The Hungry Middle Class

The American middle class is being squeezed from all sides for many years now including oil prices, job loss, runaway health care inflation, housing prices and student loans (the so-called big five). One of the consequences is that many families go to bed hungry as reported in the National Geographic (August 2014, Page 66-89).

Hunger in America is spreading to more and more middle-class families. It looks very different from hunger in sub-Saharan Africa which is due to abject poverty and civil war. An American middle-class family suffering from hunger typically features the following:

The household consists of two or more children, maybe one senior parent living with them. The husband or wife has a full-time job but the wage is not high enough to pay for all the household expenses. The other spouse works some odd jobs but mostly stays at home to care for the kids because the small amounts of money earned are not enough to pay for child care when the spouse is away to work.

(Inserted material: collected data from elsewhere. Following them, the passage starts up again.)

// ============================================================================
// Certified Decimal String
// Typed wrapper over text that has passed the decimal grammar
// ============================================================================

use super::approximate::to_approximate;
use super::arithmetic::add;
use super::digits::unsigned_cmp;
use super::errors::{NumericError, NumericResult};
use super::grammar::validate;
use std::cmp::Ordering;
use std::fmt;
use std::iter::Sum;
use std::ops::Add;
use std::str::FromStr;

#[cfg(feature = "serde")]
use serde::{Deserialize, Serialize};

/// Magnitude of `rust_decimal::Decimal::MAX`, digits only
const DECIMAL_MAX_DIGITS: &str = "79228162514264337593543950335";

/// A decimal string certified against the grammar `[+-]?[0-9]+(\.[0-9]+)?`.
///
/// The only way to build one from untrusted text is through validation, so
/// every value can be handed to the arithmetic engine without re-checking.
/// The original spelling is preserved (`"+007.50"` stays `"+007.50"`);
/// results of addition are always normalized.
///
/// Equality and hashing compare spelling, not numeric value. Compare
/// [`normalized`](Self::normalized) forms to test numeric equality.
///
/// # Example
/// ```
/// use text_decimal::numeric::DecimalString;
///
/// let a: DecimalString = "10".parse().unwrap();
/// let b: DecimalString = "-3.5".parse().unwrap();
/// assert_eq!((&a + &b).as_str(), "6.5");
/// ```
#[derive(Clone, PartialEq, Eq, Hash)]
#[cfg_attr(feature = "serde", derive(Serialize, Deserialize))]
#[cfg_attr(feature = "serde", serde(try_from = "String", into = "String"))]
pub struct DecimalString(String);

impl DecimalString {
    /// The normalized zero value, `"0"`.
    pub fn zero() -> Self {
        Self("0".to_string())
    }

    /// Wrap a string already known to satisfy the grammar.
    #[inline]
    pub(crate) fn from_certified(value: String) -> Self {
        debug_assert!(validate(&value).is_ok(), "uncertified decimal {value:?}");
        Self(value)
    }

    /// Borrow the certified text.
    #[inline]
    pub fn as_str(&self) -> &str {
        &self.0
    }

    /// Take ownership of the certified text.
    #[inline]
    pub fn into_string(self) -> String {
        self.0
    }

    /// Check if the value is zero, whatever its spelling (`"-0.00"` is zero).
    pub fn is_zero(&self) -> bool {
        self.0
            .bytes()
            .all(|b| matches!(b, b'0' | b'.' | b'+' | b'-'))
    }

    /// Check if the value is strictly negative. `"-0"` is not negative.
    pub fn is_negative(&self) -> bool {
        self.0.starts_with('-') && !self.is_zero()
    }

    /// The canonical spelling: no explicit `+`, no superfluous zeros, `"0"`
    /// for zero.
    pub fn normalized(&self) -> Self {
        Self(add(&self.0, "0"))
    }

    /// Lossy conversion to `f64`.
    #[inline]
    pub fn to_f64(&self) -> f64 {
        to_approximate(&self.0)
    }
}

// ============================================================================
// Parsing and Conversion
// ============================================================================

impl FromStr for DecimalString {
    type Err = NumericError;

    fn from_str(s: &str) -> Result<Self, Self::Err> {
        validate(s)?;
        Ok(Self(s.to_string()))
    }
}

impl TryFrom<String> for DecimalString {
    type Error = NumericError;

    fn try_from(value: String) -> Result<Self, Self::Error> {
        validate(&value)?;
        Ok(Self(value))
    }
}

impl TryFrom<&str> for DecimalString {
    type Error = NumericError;

    fn try_from(value: &str) -> Result<Self, Self::Error> {
        value.parse()
    }
}

impl From<DecimalString> for String {
    fn from(value: DecimalString) -> Self {
        value.0
    }
}

impl AsRef<str> for DecimalString {
    fn as_ref(&self) -> &str {
        &self.0
    }
}

// ============================================================================
// Arithmetic Trait Implementations
// ============================================================================

impl Add for DecimalString {
    type Output = DecimalString;

    #[inline]
    fn add(self, rhs: Self) -> Self::Output {
        DecimalString(add(&self.0, &rhs.0))
    }
}

impl<'a> Add<&'a DecimalString> for &'a DecimalString {
    type Output = DecimalString;

    #[inline]
    fn add(self, rhs: &'a DecimalString) -> Self::Output {
        DecimalString(add(&self.0, &rhs.0))
    }
}

impl Sum for DecimalString {
    fn sum<I: Iterator<Item = Self>>(iter: I) -> Self {
        iter.fold(Self::zero(), |acc, value| &acc + &value)
    }
}

impl<'a> Sum<&'a DecimalString> for DecimalString {
    fn sum<I: Iterator<Item = &'a DecimalString>>(iter: I) -> Self {
        iter.fold(Self::zero(), |acc, value| &acc + value)
    }
}

// ============================================================================
// Display and Debug
// ============================================================================

impl fmt::Display for DecimalString {
    fn fmt(&self, f: &mut fmt::Formatter<'_>) -> fmt::Result {
        f.write_str(&self.0)
    }
}

impl fmt::Debug for DecimalString {
    fn fmt(&self, f: &mut fmt::Formatter<'_>) -> fmt::Result {
        write!(f, "DecimalString({:?})", self.0)
    }
}

// ============================================================================
// Conversion to/from rust_decimal (for API boundaries)
// ============================================================================

impl DecimalString {
    /// Convert to `rust_decimal::Decimal`.
    ///
    /// # Errors
    /// - `Overflow` if the integer part exceeds `Decimal::MAX`
    /// - `PrecisionLoss` if the value is in range but has more significant
    ///   digits than `Decimal` can hold exactly
    pub fn to_decimal(&self) -> NumericResult<rust_decimal::Decimal> {
        let normalized = self.normalized();
        let text = normalized.as_str();
        let integer = text
            .trim_start_matches('-')
            .split('.')
            .next()
            .unwrap_or("0");

        if unsigned_cmp(integer, DECIMAL_MAX_DIGITS) == Ordering::Greater {
            return Err(NumericError::Overflow);
        }

        // Integer part is in range, so any failure is dropped digits
        rust_decimal::Decimal::from_str_exact(text).map_err(|_| NumericError::PrecisionLoss)
    }

    /// Convert from `rust_decimal::Decimal`, normalizing the spelling.
    pub fn from_decimal(d: rust_decimal::Decimal) -> Self {
        if d.is_zero() {
            return Self::zero();
        }
        Self::from_certified(d.normalize().to_string())
    }
}
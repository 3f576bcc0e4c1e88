// ============================================================================
// Line Sources
// File-backed and in-memory implementations of LineSource
// ============================================================================
//
// File loading is synchronous and blocking. Async callers should go through
// `load_lines_async` (feature "async"), which moves the read onto tokio's
// blocking pool so arithmetic on executor threads is never stalled by I/O.

use crate::interfaces::{LineSource, SourceError};
use std::fs::File;
use std::io::{self, BufRead, BufReader};
use std::path::{Path, PathBuf};

/// Lines of a text file on disk.
#[derive(Debug, Clone)]
pub struct FileLineSource {
    path: PathBuf,
}

impl FileLineSource {
    pub fn new(path: impl Into<PathBuf>) -> Self {
        Self { path: path.into() }
    }

    pub fn path(&self) -> &Path {
        &self.path
    }
}

impl LineSource for FileLineSource {
    fn lines(&self) -> Result<Vec<String>, SourceError> {
        load_lines(&self.path)
    }

    fn describe(&self) -> String {
        format!("file {}", self.path.display())
    }
}

/// Read every line of `path`, terminators stripped, in file order.
///
/// # Errors
/// - `NotFound` if the file does not exist
/// - `Io` for any other open or read failure (including invalid UTF-8)
pub fn load_lines(path: &Path) -> Result<Vec<String>, SourceError> {
    let file = File::open(path).map_err(|err| match err.kind() {
        io::ErrorKind::NotFound => SourceError::NotFound {
            path: path.to_path_buf(),
        },
        _ => SourceError::Io(err),
    })?;

    let lines = BufReader::new(file).lines().collect::<io::Result<Vec<_>>>()?;
    tracing::trace!(path = %path.display(), count = lines.len(), "Loaded lines");
    Ok(lines)
}

/// Async wrapper around [`load_lines`] that runs on the blocking pool.
#[cfg(feature = "async")]
pub async fn load_lines_async(path: impl Into<PathBuf>) -> Result<Vec<String>, SourceError> {
    let path = path.into();
    tokio::task::spawn_blocking(move || load_lines(&path))
        .await
        .map_err(|err| SourceError::Io(io::Error::other(err)))?
}

/// Lines of an in-memory text buffer.
#[derive(Debug, Clone, Default)]
pub struct InMemoryLineSource {
    text: String,
}

impl InMemoryLineSource {
    pub fn new(text: impl Into<String>) -> Self {
        Self { text: text.into() }
    }
}

impl LineSource for InMemoryLineSource {
    fn lines(&self) -> Result<Vec<String>, SourceError> {
        Ok(self.text.lines().map(str::to_string).collect())
    }

    fn describe(&self) -> String {
        format!("in-memory text ({} bytes)", self.text.len())
    }
}

#[cfg(test)]
mod tests {
    use super::*;
    use std::io::Write;

    /// Temp file removed on drop.
    struct TempFile(PathBuf);

    impl TempFile {
        fn with_contents(name: &str, contents: &[u8]) -> Self {
            let path = std::env::temp_dir().join(format!(
                "text-decimal-{}-{}",
                std::process::id(),
                name
            ));
            let mut file = File::create(&path).unwrap();
            file.write_all(contents).unwrap();
            TempFile(path)
        }
    }

    impl Drop for TempFile {
        fn drop(&mut self) {
            let _ = std::fs::remove_file(&self.0);
        }
    }

    #[test]
    fn test_loads_lines_in_order() {
        let file = TempFile::with_contents("order.txt", b"1.5\n-2\r\n+3.25");
        let lines = FileLineSource::new(file.0.clone()).lines().unwrap();
        assert_eq!(lines, vec!["1.5", "-2", "+3.25"]);
    }

    #[test]
    fn test_empty_file_is_not_missing() {
        let file = TempFile::with_contents("empty.txt", b"");
        let lines = load_lines(&file.0).unwrap();
        assert!(lines.is_empty());
    }

    #[test]
    fn test_missing_file_is_distinct() {
        let path = std::env::temp_dir().join("text-decimal-does-not-exist.txt");
        match load_lines(&path) {
            Err(SourceError::NotFound { path: reported }) => assert_eq!(reported, path),
            other => panic!("expected NotFound, got {:?}", other),
        }
    }

    #[test]
    fn test_invalid_utf8_is_io_error() {
        let file = TempFile::with_contents("binary.txt", &[0xff, 0xfe, b'\n']);
        assert!(matches!(load_lines(&file.0), Err(SourceError::Io(_))));
    }

    #[test]
    fn test_in_memory_source() {
        let source = InMemoryLineSource::new("1\n\n2.5\r\n");
        assert_eq!(source.lines().unwrap(), vec!["1", "", "2.5"]);
        assert_eq!(source.describe(), "in-memory text (8 bytes)");
    }

    #[cfg(feature = "async")]
    #[tokio::test]
    async fn test_load_lines_async() {
        let file = TempFile::with_contents("async.txt", b"7\n8\n");
        let lines = load_lines_async(file.0.clone()).await.unwrap();
        assert_eq!(lines, vec!["7", "8"]);
    }
}
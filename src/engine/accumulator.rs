// ============================================================================
// Exact Summation
// Running totals and parallel reduction over certified decimals
// ============================================================================

use crate::numeric::DecimalString;

/// Running exact total of certified decimals
#[derive(Debug, Clone)]
pub struct Accumulator {
    total: DecimalString,
    count: usize,
}

impl Default for Accumulator {
    fn default() -> Self {
        Self::new()
    }
}

impl Accumulator {
    pub fn new() -> Self {
        Self {
            total: DecimalString::zero(),
            count: 0,
        }
    }

    /// Add a value to the running total
    pub fn push(&mut self, value: &DecimalString) {
        self.total = &self.total + value;
        self.count += 1;
    }

    /// Current total, normalized
    pub fn total(&self) -> &DecimalString {
        &self.total
    }

    /// Number of values added so far
    pub fn count(&self) -> usize {
        self.count
    }
}

impl<'a> Extend<&'a DecimalString> for Accumulator {
    fn extend<I: IntoIterator<Item = &'a DecimalString>>(&mut self, iter: I) {
        for value in iter {
            self.push(value);
        }
    }
}

/// Exact sum of `values`; `"0"` when empty.
pub fn sum<'a, I>(values: I) -> DecimalString
where
    I: IntoIterator<Item = &'a DecimalString>,
{
    values.into_iter().sum()
}

/// Exact sum of `values`, split across up to `threads` scoped threads.
///
/// Each thread sums a contiguous chunk; partial sums are then combined in
/// chunk order. Exact addition is associative, so the result is identical to
/// [`sum`]. The thread count is capped at `values.len()`; when the cap is 1
/// (`threads <= 1`, or at most one value) the work runs on the calling thread.
///
/// # Panics
/// Propagates a panic from any worker thread.
pub fn par_sum(values: &[DecimalString], threads: usize) -> DecimalString {
    let threads = threads.max(1).min(values.len().max(1));
    if threads == 1 {
        return sum(values);
    }

    let chunk_size = values.len().div_ceil(threads);
    let partials = crossbeam::thread::scope(|scope| {
        let handles: Vec<_> = values
            .chunks(chunk_size)
            .map(|chunk| scope.spawn(move |_| sum(chunk)))
            .collect();

        handles
            .into_iter()
            .map(|handle| {
                handle
                    .join()
                    .unwrap_or_else(|payload| std::panic::resume_unwind(payload))
            })
            .collect::<Vec<_>>()
    })
    .unwrap_or_else(|payload| std::panic::resume_unwind(payload));

    tracing::trace!(threads, chunks = partials.len(), "Combining partial sums");
    partials.iter().sum()
}
// ============================================================================
// Decimal Reader
// Turns a sequence of text lines into certified decimals
// ============================================================================

use crate::domain::{InvalidLinePolicy, ReaderConfig};
use crate::interfaces::{EventHandler, LineSource, ReaderEvent, SourceError};
use crate::numeric::{validate, DecimalString, NumericError};
use std::fmt;
use std::sync::Arc;

/// A line that passed validation
#[derive(Debug, Clone, PartialEq)]
pub struct ParsedLine {
    /// 1-based position in the input
    pub line_number: usize,
    pub value: DecimalString,
}

/// A line that failed validation
#[derive(Debug, Clone, PartialEq)]
pub struct RejectedLine {
    /// 1-based position in the input
    pub line_number: usize,
    pub text: String,
    pub error: NumericError,
}

/// Outcome of reading a batch of lines
#[derive(Debug, Clone, Default, PartialEq)]
pub struct ReadReport {
    pub accepted: Vec<ParsedLine>,
    pub rejected: Vec<RejectedLine>,
    /// Lines skipped as blank or comment
    pub ignored: usize,
}

impl ReadReport {
    /// Certified values in input order
    pub fn values(&self) -> impl Iterator<Item = &DecimalString> {
        self.accepted.iter().map(|line| &line.value)
    }

    /// Exact sum of every accepted value
    pub fn total(&self) -> DecimalString {
        self.values().sum()
    }

    pub fn is_clean(&self) -> bool {
        self.rejected.is_empty()
    }
}

/// Errors that stop a read
#[derive(Debug)]
pub enum ReadError {
    /// Reader configuration failed validation
    Config(String),
    /// The line source could not be loaded
    Source(SourceError),
    /// Invalid line under `InvalidLinePolicy::Fail`
    InvalidLine {
        line_number: usize,
        error: NumericError,
    },
}

impl fmt::Display for ReadError {
    fn fmt(&self, f: &mut fmt::Formatter<'_>) -> fmt::Result {
        match self {
            ReadError::Config(reason) => write!(f, "invalid reader configuration: {}", reason),
            ReadError::Source(err) => write!(f, "{}", err),
            ReadError::InvalidLine { line_number, error } => {
                write!(f, "line {}: {}", line_number, error)
            },
        }
    }
}

impl std::error::Error for ReadError {
    fn source(&self) -> Option<&(dyn std::error::Error + 'static)> {
        match self {
            ReadError::Config(_) => None,
            ReadError::Source(err) => Some(err),
            ReadError::InvalidLine { error, .. } => Some(error),
        }
    }
}

impl From<SourceError> for ReadError {
    fn from(err: SourceError) -> Self {
        ReadError::Source(err)
    }
}

/// Validates lines against the decimal grammar according to a `ReaderConfig`
pub struct DecimalReader {
    config: ReaderConfig,
    event_handler: Arc<dyn EventHandler>,
}

impl DecimalReader {
    /// Create a reader, validating the configuration first
    ///
    /// # Example
    /// ```
    /// use text_decimal::prelude::*;
    /// use std::sync::Arc;
    ///
    /// let reader = DecimalReader::new(ReaderConfig::lenient(), Arc::new(NoOpEventHandler)).unwrap();
    /// let report = reader.read(["1.5", "# note", "2.5"]).unwrap();
    /// assert_eq!(report.total().as_str(), "4");
    /// ```
    pub fn new(
        config: ReaderConfig,
        event_handler: Arc<dyn EventHandler>,
    ) -> Result<Self, ReadError> {
        config.validate().map_err(ReadError::Config)?;
        Ok(Self {
            config,
            event_handler,
        })
    }

    /// Get the configuration
    pub fn config(&self) -> &ReaderConfig {
        &self.config
    }

    /// Load every line from `source` and read them
    pub fn read_source(&self, source: &dyn LineSource) -> Result<ReadReport, ReadError> {
        tracing::debug!(source = %source.describe(), "Reading decimals");
        let lines = source.lines()?;
        self.read(lines)
    }

    /// Validate each line in order
    ///
    /// # Errors
    /// `InvalidLine` for the first invalid line under `InvalidLinePolicy::Fail`.
    pub fn read<I, S>(&self, lines: I) -> Result<ReadReport, ReadError>
    where
        I: IntoIterator<Item = S>,
        S: AsRef<str>,
    {
        let mut report = ReadReport::default();

        for (index, line) in lines.into_iter().enumerate() {
            let line_number = index + 1;
            let raw = line.as_ref();
            let text = if self.config.trim_whitespace {
                raw.trim()
            } else {
                raw
            };

            if self.is_ignored(text) {
                report.ignored += 1;
                self.event_handler
                    .on_event(ReaderEvent::LineIgnored { line_number });
                continue;
            }

            match validate(text) {
                Ok(()) => {
                    let value = DecimalString::from_certified(text.to_string());
                    report.accepted.push(ParsedLine {
                        line_number,
                        value: value.clone(),
                    });
                    self.event_handler
                        .on_event(ReaderEvent::LineAccepted { line_number, value });
                },
                Err(error) => {
                    self.event_handler
                        .on_event(ReaderEvent::LineRejected { line_number, error });
                    if self.config.invalid_line_policy == InvalidLinePolicy::Fail {
                        return Err(ReadError::InvalidLine { line_number, error });
                    }
                    report.rejected.push(RejectedLine {
                        line_number,
                        text: raw.to_string(),
                        error,
                    });
                },
            }
        }

        tracing::trace!(
            accepted = report.accepted.len(),
            rejected = report.rejected.len(),
            ignored = report.ignored,
            "Read complete"
        );
        Ok(report)
    }

    fn is_ignored(&self, text: &str) -> bool {
        if self.config.skip_blank_lines && text.is_empty() {
            return true;
        }
        match &self.config.comment_prefix {
            Some(prefix) => text.starts_with(prefix.as_str()),
            None => false,
        }
    }
}
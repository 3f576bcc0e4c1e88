// ============================================================================
// Interfaces Module
// Contains all trait definitions and contracts
// ============================================================================

mod event_handler;
mod line_source;

pub use event_handler::{EventHandler, LoggingEventHandler, NoOpEventHandler, ReaderEvent};
pub use line_source::{LineSource, SourceError};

The family rents a house or may live in government-subsidized housing. They own a car for it is a necessity living in the American suburb, not a luxury as in some other countries. They live from one paycheck to another with no savings at all. Their budget is so tight that they often need to get a cash advance from a paycheck lender who charges a high daily interest. Every month, the family juggles between food, gasoline, car payment, housing payment, utility bills and others. Food is the only item they can sacrifice in quantity and quality, but not the others which are necessary for maintaining the family at the bare-bone level.

Due to low income, the household qualifies for “food stamps” from the federal government which they use to buy food at the supermarket. The children also qualify for free lunch at school. In addition, they receive donated foods from charity agencies like the “food banks”. Still, all these are limited subsidies and do not provide for a decent meal when the money of the present paycheck runs out before the next one comes.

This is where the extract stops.